__WORK TASK__. The answer must be a bare number: the count of lines below that contain "ServeOptions".

__SUPPLIED DATA__.
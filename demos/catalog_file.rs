//! Catalog file example.
//!
//! Writes a YAML catalog and a parser options file, loads both back,
//! validates the catalog, and parses pre-split arguments against it.
//!
//! # Usage
//!
//! ```bash
//! cargo run -p optline-demos --example catalog_file
//! ```

use optline_core::{Catalog, MetadataProvider, validate_catalog};
use optline_engine::{Handler, HandlerTable, Parser, ParserOptions};

const CATALOG: &str = r#"
name: server
description: A tiny service launcher
enums:
  - name: LogLevel
    variants: [Error, Warn, Info, Debug]
option_types:
  - name: Tls
    fields:
      - long_name: cert
        kind: string
        default: "server.pem"
      - long_name: strict
        kind: bool
  - name: ServeOptions
    fields:
      - long_name: port
        short_name: p
        kind: u16
        required: true
        description: Port to listen on
      - long_name: log
        kind: LogLevel
        default: Info
      - long_name: token
        kind: string
        env: true
        description: API token (also read from the environment)
      - long_name: tls
        kind: Tls
commands:
  - name: serve
    default: true
    description: Start the service
    options: ServeOptions
  - name: check
    description: Check the configuration
"#;

fn main() {
    let dir = std::env::temp_dir().join("optline_catalog_example");
    std::fs::create_dir_all(&dir).unwrap();

    let catalog_path = dir.join("catalog.yaml");
    std::fs::write(&catalog_path, CATALOG).unwrap();
    let catalog = Catalog::load(&catalog_path).unwrap();

    let problems = validate_catalog(&catalog);
    println!(
        "{}: {} command(s), {} problem(s)",
        catalog.name.as_deref().unwrap_or("catalog"),
        catalog.commands().len(),
        problems.len()
    );

    let options_path = dir.join("options.yaml");
    ParserOptions::strict_option_name()
        .with_version("2.4.0")
        .save(&options_path)
        .unwrap();
    let options = ParserOptions::load(&options_path).unwrap();
    println!("options: {options:?}");

    let handlers = HandlerTable::new()
        .with("serve", Handler::with_options(|_, _| Ok(())))
        .with("check", Handler::run(|_| Ok(())));
    let parser = Parser::from_provider(&catalog, &handlers, options).unwrap();

    let args = ["-p", "8443", "-tls", "{-strict true}", "-log", "debug"];
    let result = parser.parse_args(&args);
    println!("{:?}", result.mode);
    if let Some(bound) = &result.options {
        println!("{}", serde_json::to_string_pretty(bound).unwrap());
    }

    let result = parser.parse_args(&["serve", "-port", "80", "-verbose"]);
    for error in &result.errors {
        println!("error: {error}");
    }

    std::fs::remove_dir_all(&dir).ok();
}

__EXERCISE OUTPUT__. 2